Task statement:
Please state how many lines in the records below contain the word "time"; the number alone is the answer.
* * * * * * * * *
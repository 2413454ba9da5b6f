//! Per-origin request rate limiting.
//!
//! # Responsibilities
//! - Count requests per origin host inside a fixed window
//! - Reset all counters wholesale when the window elapses
//! - Exempt operator-listed hosts (literals or `/regex/` patterns)
//!
//! # Design Decisions
//! - Counters key on the origin's host, so `http://` and `https://` pages of
//!   one site share a budget
//! - Fixed windows instead of a sliding log: the worst case admits twice the
//!   configured rate across a window boundary, acceptable for an abuse brake
//! - One mutexed map; contention is negligible next to the outbound network
//!   work

use std::collections::HashMap;
use std::sync::{Arc, Mutex};
use std::time::Duration;

use regex::Regex;
use thiserror::Error;

use crate::proxy::policy::{RateLimitDecision, RateLimitPolicy};

/// An `unlimited_hosts` entry failed to compile.
#[derive(Debug, Error)]
pub enum RateLimitError {
    #[error("unlimited host pattern #{index} must start and end with a slash")]
    UnbalancedPattern { index: usize },
    #[error("unlimited host pattern is not a valid regex: {0}")]
    Pattern(#[from] regex::Error),
}

/// Fixed-window counter keyed by origin host.
pub struct HostRateLimiter {
    max_per_period: u32,
    message: String,
    unlimited: Option<Regex>,
    counts: Mutex<HashMap<String, u32>>,
}

impl HostRateLimiter {
    pub fn new(
        max_per_period: u32,
        period_minutes: u32,
        unlimited_hosts: &[String],
    ) -> Result<Self, RateLimitError> {
        let unlimited = build_unlimited_pattern(unlimited_hosts)?;
        let period = if period_minutes == 1 {
            "minute".to_string()
        } else {
            format!("{period_minutes} minutes")
        };
        let message = format!(
            "The number of requests is limited to {max_per_period} per {period}. \
             Please try again later."
        );
        Ok(Self {
            max_per_period,
            message,
            unlimited,
            counts: Mutex::new(HashMap::new()),
        })
    }

    /// Clear every counter, starting a fresh window.
    pub fn reset(&self) {
        self.counts
            .lock()
            .expect("rate limiter mutex poisoned")
            .clear();
    }

    /// Spawn the clock-driven window reset for this limiter.
    pub fn spawn_reset(self: &Arc<Self>, period_minutes: u32) {
        let limiter = Arc::clone(self);
        let period = Duration::from_secs(u64::from(period_minutes) * 60);
        tokio::spawn(async move {
            let mut ticker = tokio::time::interval(period);
            // The first tick fires immediately; skip it.
            ticker.tick().await;
            loop {
                ticker.tick().await;
                limiter.reset();
            }
        });
    }
}

impl RateLimitPolicy for HostRateLimiter {
    fn check(&self, origin: Option<&str>) -> RateLimitDecision {
        let host = origin_host(origin.unwrap_or(""));
        if let Some(pattern) = &self.unlimited {
            if pattern.is_match(&host) {
                return RateLimitDecision::Allow;
            }
        }
        let mut counts = self.counts.lock().expect("rate limiter mutex poisoned");
        let count = counts.entry(host).or_insert(0);
        *count += 1;
        if *count > self.max_per_period {
            RateLimitDecision::Deny(self.message.clone())
        } else {
            RateLimitDecision::Allow
        }
    }
}

/// Strip the scheme from an Origin value, keeping host and port.
fn origin_host(origin: &str) -> String {
    let host = match origin.find("://") {
        Some(idx) => &origin[idx + 3..],
        None => origin,
    };
    host.to_ascii_lowercase()
}

/// Compile the `unlimited_hosts` entries into one anchored, case-insensitive
/// alternation. Plain entries match literally; `/…/` entries are raw regex.
pub(crate) fn build_unlimited_pattern(
    entries: &[String],
) -> Result<Option<Regex>, RateLimitError> {
    if entries.is_empty() {
        return Ok(None);
    }
    let mut parts = Vec::with_capacity(entries.len());
    for (index, entry) in entries.iter().enumerate() {
        let entry = entry.trim();
        if entry.starts_with('/') || entry.ends_with('/') {
            let inner = entry
                .strip_prefix('/')
                .and_then(|e| e.strip_suffix('/'))
                .filter(|e| !e.is_empty())
                .ok_or(RateLimitError::UnbalancedPattern { index })?;
            // Validate each pattern on its own so the error names the entry.
            Regex::new(inner)?;
            parts.push(inner.to_string());
        } else {
            parts.push(regex::escape(entry));
        }
    }
    let joined = format!("(?i)^(?:{})$", parts.join("|"));
    Ok(Some(Regex::new(&joined)?))
}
* * * * * * * * *
Result:
2